[Saved data entries]
***
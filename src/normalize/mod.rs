//! Raw record → canonical [`Post`].
//!
//! One mapping function per source family produces a [`Draft`]; the shared
//! tail (`Draft::finish`) applies the default policy every family agrees on:
//!
//! | field      | default                                   |
//! |------------|-------------------------------------------|
//! | `id`       | raw id → URL segment → `post_<ordinal>`   |
//! | `title`    | `""`                                      |
//! | `content`  | `""`                                      |
//! | `author`   | `Unknown` / `unknown`                     |
//! | `category` | batch category → family hint → `uncategorized` |
//! | counters   | `0`                                       |
//! | `tags`     | explicit list, else `#\w+` from text      |
//! | `url`      | `""`                                      |
//!
//! Normalization never fails; garbage in a field degrades to its default.

pub mod fields;

mod hackernews;
mod indiehackers;
mod reddit;
mod twitter;

use chrono::{DateTime, Utc};

use crate::post::{Author, Engagement, Post};
use crate::raw::{RawRecord, SourceFamily, TagsField, TimestampField};
use fields::IdMarker;

pub const DEFAULT_CATEGORY: &str = "uncategorized";

/// Converts raw records into posts relative to a fixed clock, so relative
/// ages and absolute timestamps resolve to the same `age_in_hours`.
#[derive(Debug, Clone, Copy)]
pub struct Normalizer {
    now: DateTime<Utc>,
}

impl Default for Normalizer {
    fn default() -> Self {
        Self::new(Utc::now())
    }
}

impl Normalizer {
    pub fn new(now: DateTime<Utc>) -> Self {
        Self { now }
    }

    pub fn now(&self) -> DateTime<Utc> {
        self.now
    }

    /// `ordinal` is the record's position in its batch; it only feeds the
    /// synthesized id when neither the record nor its URL carries one.
    pub fn normalize(&self, raw: &RawRecord, category: &str, ordinal: usize) -> Post {
        let draft = match raw {
            RawRecord::Reddit(r) => reddit::draft(r),
            RawRecord::Twitter(r) => twitter::draft(r),
            RawRecord::HackerNews(r) => hackernews::draft(r),
            RawRecord::IndieHackers(r) => indiehackers::draft(r),
        };
        draft.finish(category, ordinal, self.now)
    }
}

/// Family-specific view of a record, before the shared defaults apply.
pub(crate) struct Draft<'a> {
    pub source: SourceFamily,
    pub id: Option<&'a str>,
    pub id_marker: IdMarker,
    pub url: Option<&'a str>,
    pub title: String,
    pub content: String,
    pub author: Author,
    pub category_hint: Option<&'a str>,
    pub timestamp: Option<&'a TimestampField>,
    pub engagement: Engagement,
    pub tags: Option<&'a TagsField>,
    pub mentions: Option<&'a TagsField>,
}

impl Draft<'_> {
    fn finish(self, category: &str, ordinal: usize, now: DateTime<Utc>) -> Post {
        let url = self.url.map(str::trim).unwrap_or_default().to_string();

        let id = self
            .id
            .map(str::trim)
            .filter(|s| !s.is_empty())
            .map(str::to_string)
            .or_else(|| fields::id_from_url(&url, self.id_marker))
            .unwrap_or_else(|| format!("post_{ordinal}"));

        let category = [Some(category), self.category_hint]
            .into_iter()
            .flatten()
            .map(str::trim)
            .find(|c| !c.is_empty())
            .unwrap_or(DEFAULT_CATEGORY)
            .to_string();

        let (timestamp, age_in_hours) = fields::parse_timestamp(self.timestamp, now);
        let tags = fields::collect_tags(self.tags, &self.title, &self.content);
        let mentions = fields::collect_mentions(self.mentions, &self.title, &self.content);

        Post {
            id,
            source: self.source,
            title: self.title,
            content: self.content,
            author: self.author,
            category,
            timestamp,
            age_in_hours,
            engagement: self.engagement,
            tags,
            mentions,
            url,
            engagement_score: 0.0,
            trending_score: None,
        }
    }
}

/// Title/body resolution shared by the forum families: an explicit title
/// wins; untitled records borrow a headline from their text.
pub(crate) fn title_and_body(
    title: Option<&str>,
    body: Option<&str>,
    text: Option<&str>,
) -> (String, String) {
    let body = body
        .filter(|b| !b.trim().is_empty())
        .or(text)
        .map(|b| fields::normalize_text(b, fields::CONTENT_MAX_CHARS))
        .unwrap_or_default();

    let title = title
        .map(|t| fields::normalize_text(t, fields::TITLE_MAX_CHARS))
        .filter(|t| !t.is_empty())
        .or_else(|| text.map(fields::headline))
        .unwrap_or_default();

    (title, body)
}

#[cfg(test)]
mod tests {
    use super::*;
    use crate::raw::{HnRaw, IhRaw, MetricValue, RedditRaw, TwitterRaw};
    use chrono::TimeZone;

    fn normalizer() -> Normalizer {
        Normalizer::new(Utc.with_ymd_and_hms(2025, 1, 10, 12, 0, 0).unwrap())
    }

    #[test]
    fn empty_records_get_documented_defaults() {
        let n = normalizer();
        for raw in [
            RawRecord::Reddit(RedditRaw::default()),
            RawRecord::Twitter(TwitterRaw::default()),
            RawRecord::HackerNews(HnRaw::default()),
            RawRecord::IndieHackers(IhRaw::default()),
        ] {
            let p = n.normalize(&raw, "", 7);
            assert_eq!(p.id, "post_7");
            assert_eq!(p.title, "");
            assert_eq!(p.content, "");
            assert_eq!(p.author, Author::default());
            assert_eq!(p.category, DEFAULT_CATEGORY);
            assert_eq!(p.engagement, Engagement::default());
            assert!(p.tags.is_empty());
            assert_eq!(p.url, "");
            assert_eq!(p.timestamp, None);
            assert_eq!(p.age_in_hours, None);
            assert_eq!(p.source, raw.family());
        }
    }

    #[test]
    fn batch_category_wins_over_hint() {
        let raw = RawRecord::Reddit(RedditRaw {
            subreddit: Some("rust".into()),
            ..RedditRaw::default()
        });
        let n = normalizer();
        assert_eq!(n.normalize(&raw, "trending", 0).category, "trending");
        assert_eq!(n.normalize(&raw, "  ", 0).category, "rust");
    }

    #[test]
    fn explicit_id_beats_url() {
        let raw = RawRecord::HackerNews(HnRaw {
            id: Some("42".into()),
            url: Some("https://news.ycombinator.com/item?id=8863".into()),
            upvotes: Some(MetricValue::Number(1.0)),
            ..HnRaw::default()
        });
        assert_eq!(normalizer().normalize(&raw, "top", 0).id, "42");
    }

    #[test]
    fn untitled_text_borrows_headline() {
        let (t, b) = title_and_body(None, None, Some("First line\nsecond line"));
        assert_eq!(t, "First line second line");
        assert_eq!(b, "First line second line");

        let (t, b) = title_and_body(Some("  "), Some("body"), None);
        assert_eq!(t, "");
        assert_eq!(b, "body");
    }
}
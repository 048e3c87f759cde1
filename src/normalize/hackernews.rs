use super::fields::{self, BareAuthor, IdMarker};
use super::{title_and_body, Draft};
use crate::post::Engagement;
use crate::raw::{HnRaw, SourceFamily};

pub(super) fn draft(r: &HnRaw) -> Draft<'_> {
    // comment-style items have no title; they borrow a headline from the text
    let (title, content) =
        title_and_body(r.title.as_deref(), r.text.as_deref(), r.text.as_deref());

    Draft {
        source: SourceFamily::HackerNews,
        id: r.id.as_deref(),
        id_marker: IdMarker::Query("id"),
        url: fields::first_text([r.url.as_deref(), r.link.as_deref()]),
        title,
        content,
        author: fields::parse_author(
            fields::first_author([r.author.as_ref(), r.by.as_ref()]),
            None,
            BareAuthor::Username,
        ),
        category_hint: None,
        timestamp: fields::first_timestamp([
            r.timestamp.as_ref(),
            r.age.as_ref(),
            r.time.as_ref(),
            r.created_at.as_ref(),
        ]),
        engagement: Engagement {
            upvotes: fields::first_metric([
                r.upvotes.as_ref(),
                r.points.as_ref(),
                r.score.as_ref(),
            ]),
            comments: fields::first_metric([
                r.comments.as_ref(),
                r.descendants.as_ref(),
                r.num_comments.as_ref(),
            ]),
            ..Engagement::default()
        },
        tags: r.tags.as_ref(),
        mentions: r.mentions.as_ref(),
    }
}
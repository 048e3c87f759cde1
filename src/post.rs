//! Canonical post entity every scraper family converges on.

use std::collections::BTreeSet;

use serde::{Deserialize, Serialize};

use crate::raw::{
    AuthorField, AuthorProfile, HnRaw, IhRaw, MetricValue, RawRecord, RedditRaw, SourceFamily,
    TagsField, TimestampField, TwitterRaw,
};

pub const UNKNOWN_HANDLE: &str = "unknown";
pub const UNKNOWN_NAME: &str = "Unknown";

#[derive(Debug, Clone, PartialEq, Eq, Serialize, Deserialize)]
pub struct Author {
    pub name: String,
    pub handle: String,
}

impl Default for Author {
    fn default() -> Self {
        Self {
            name: UNKNOWN_NAME.to_string(),
            handle: UNKNOWN_HANDLE.to_string(),
        }
    }
}

/// Interaction counters. Every field is present; sources fill the subset
/// they expose and leave the rest at 0.
#[derive(Debug, Clone, Copy, Default, PartialEq, Eq, Serialize, Deserialize)]
pub struct Engagement {
    pub upvotes: u64,
    pub comments: u64,
    pub likes: u64,
    pub retweets: u64,
    pub replies: u64,
    pub impressions: u64,
    pub views: u64,
}

#[derive(Debug, Clone, PartialEq, Serialize, Deserialize)]
#[serde(rename_all = "camelCase")]
pub struct Post {
    pub id: String,
    pub source: SourceFamily,
    pub title: String,
    pub content: String,
    pub author: Author,
    pub category: String,
    /// Timestamp as scraped (ISO-8601 or relative age), if any.
    pub timestamp: Option<String>,
    pub age_in_hours: Option<f64>,
    pub engagement: Engagement,
    pub tags: BTreeSet<String>,
    pub mentions: BTreeSet<String>,
    pub url: String,
    pub engagement_score: f64,
    pub trending_score: Option<f64>,
}

/// Composite key used to detect the same item seen through different
/// categories or searches.
#[derive(Debug, Clone, PartialEq, Eq, Hash)]
pub struct IdentityKey {
    pub title: String,
    pub handle: String,
}

/// Case-fold and collapse runs of whitespace.
pub fn fold_title(title: &str) -> String {
    title
        .split_whitespace()
        .map(str::to_lowercase)
        .collect::<Vec<_>>()
        .join(" ")
}

impl Post {
    pub fn identity_key(&self) -> IdentityKey {
        IdentityKey {
            title: fold_title(&self.title),
            handle: self.author.handle.trim().to_lowercase(),
        }
    }

    /// Primary approval metric: likes for feeds, upvotes for forums.
    pub fn points(&self) -> u64 {
        if self.source.is_feed() {
            self.engagement.likes
        } else {
            self.engagement.upvotes
        }
    }

    /// Discussion depth: replies for feeds, comments for forums.
    pub fn discussion(&self) -> u64 {
        if self.source.is_feed() {
            self.engagement.replies
        } else {
            self.engagement.comments
        }
    }

    /// Raw interaction count used by the validator's engagement floor.
    pub fn interaction_total(&self) -> u64 {
        let e = &self.engagement;
        if self.source.is_feed() {
            e.likes.saturating_add(e.retweets).saturating_add(e.replies)
        } else {
            e.upvotes.saturating_add(e.comments)
        }
    }

    /// Re-express this post as a raw record of its own family.
    ///
    /// Feeding the result back through the normalizer yields the same
    /// canonical fields; scores are not carried over.
    pub fn to_raw(&self) -> RawRecord {
        let e = &self.engagement;
        let author = Some(AuthorField::Profile(AuthorProfile {
            name: Some(self.author.name.clone()),
            handle: Some(self.author.handle.clone()),
            ..AuthorProfile::default()
        }));
        let id = Some(self.id.clone());
        let timestamp = self.timestamp.clone().map(TimestampField::Text);
        let url = non_empty(&self.url);
        let tags = Some(TagsField::List(self.tags.iter().cloned().collect()));
        let mentions = Some(TagsField::List(self.mentions.iter().cloned().collect()));
        let title = non_empty(&self.title);
        let content = non_empty(&self.content);
        let m = |v: u64| Some(MetricValue::from(v));

        match self.source {
            SourceFamily::Reddit => RawRecord::Reddit(RedditRaw {
                id,
                title,
                content,
                author,
                upvotes: m(e.upvotes),
                comments: m(e.comments),
                views: m(e.views),
                timestamp,
                url,
                tags,
                mentions,
                ..RedditRaw::default()
            }),
            SourceFamily::Twitter => RawRecord::Twitter(TwitterRaw {
                id,
                text: content.or(title),
                author,
                likes: m(e.likes),
                retweets: m(e.retweets),
                replies: m(e.replies),
                impressions: m(e.impressions),
                timestamp,
                url,
                hashtags: tags,
                mentions,
                ..TwitterRaw::default()
            }),
            SourceFamily::HackerNews => RawRecord::HackerNews(HnRaw {
                id,
                title,
                text: content,
                author,
                upvotes: m(e.upvotes),
                comments: m(e.comments),
                timestamp,
                url,
                tags,
                mentions,
                ..HnRaw::default()
            }),
            SourceFamily::IndieHackers => RawRecord::IndieHackers(IhRaw {
                id,
                title,
                content,
                author,
                upvotes: m(e.upvotes),
                comments: m(e.comments),
                views: m(e.views),
                timestamp,
                url,
                tags,
                mentions,
                ..IhRaw::default()
            }),
        }
    }
}

fn non_empty(s: &str) -> Option<String> {
    if s.is_empty() {
        None
    } else {
        Some(s.to_string())
    }
}
use super::fields::{self, BareAuthor, IdMarker};
use super::{title_and_body, Draft};
use crate::post::Engagement;
use crate::raw::{IhRaw, SourceFamily};

/// IndieHackers+ gated posts arrive with a title and counters but no body.
pub(super) fn draft(r: &IhRaw) -> Draft<'_> {
    let body = fields::first_text([r.content.as_deref(), r.body.as_deref()]);
    let (title, content) = title_and_body(r.title.as_deref(), body, r.text.as_deref());

    Draft {
        source: SourceFamily::IndieHackers,
        id: r.id.as_deref(),
        id_marker: IdMarker::LastSegment,
        url: r.url.as_deref(),
        title,
        content,
        author: fields::parse_author(
            r.author.as_ref(),
            fields::first_text([r.handle.as_deref(), r.username.as_deref()]),
            BareAuthor::DisplayName,
        ),
        category_hint: None,
        timestamp: fields::first_timestamp([
            r.timestamp.as_ref(),
            r.date.as_ref(),
            r.age.as_ref(),
        ]),
        engagement: Engagement {
            upvotes: fields::first_metric([r.upvotes.as_ref(), r.votes.as_ref()]),
            comments: fields::metric_or_zero(r.comments.as_ref()),
            views: fields::metric_or_zero(r.views.as_ref()),
            ..Engagement::default()
        },
        tags: r.tags.as_ref(),
        mentions: r.mentions.as_ref(),
    }
}

#[cfg(test)]
mod tests {
    use super::*;
    use crate::raw::{AuthorField, MetricValue};

    #[test]
    fn gated_post_keeps_counters_without_body() {
        let r = IhRaw {
            title: Some("How I reached $10k MRR in 6 months".into()),
            author: Some(AuthorField::Text("Courtland Allen".into())),
            upvotes: Some(MetricValue::Number(64.0)),
            comments: Some(MetricValue::Number(12.0)),
            views: Some(MetricValue::Text("3,400".into())),
            ..IhRaw::default()
        };
        let d = draft(&r);
        assert_eq!(d.content, "");
        assert_eq!(d.engagement.views, 3400);
        assert_eq!(d.author.name, "Courtland Allen");
        assert_eq!(d.author.handle, "unknown");
    }
}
***
What lines in the records above include the string "AuthorProfile"? Copy each one.

    AuthorField, AuthorProfile, HnRaw, IhRaw, MetricValue, RawRecord, RedditRaw, SourceFamily,
        let author = Some(AuthorField::Profile(AuthorProfile {
            ..AuthorProfile::default()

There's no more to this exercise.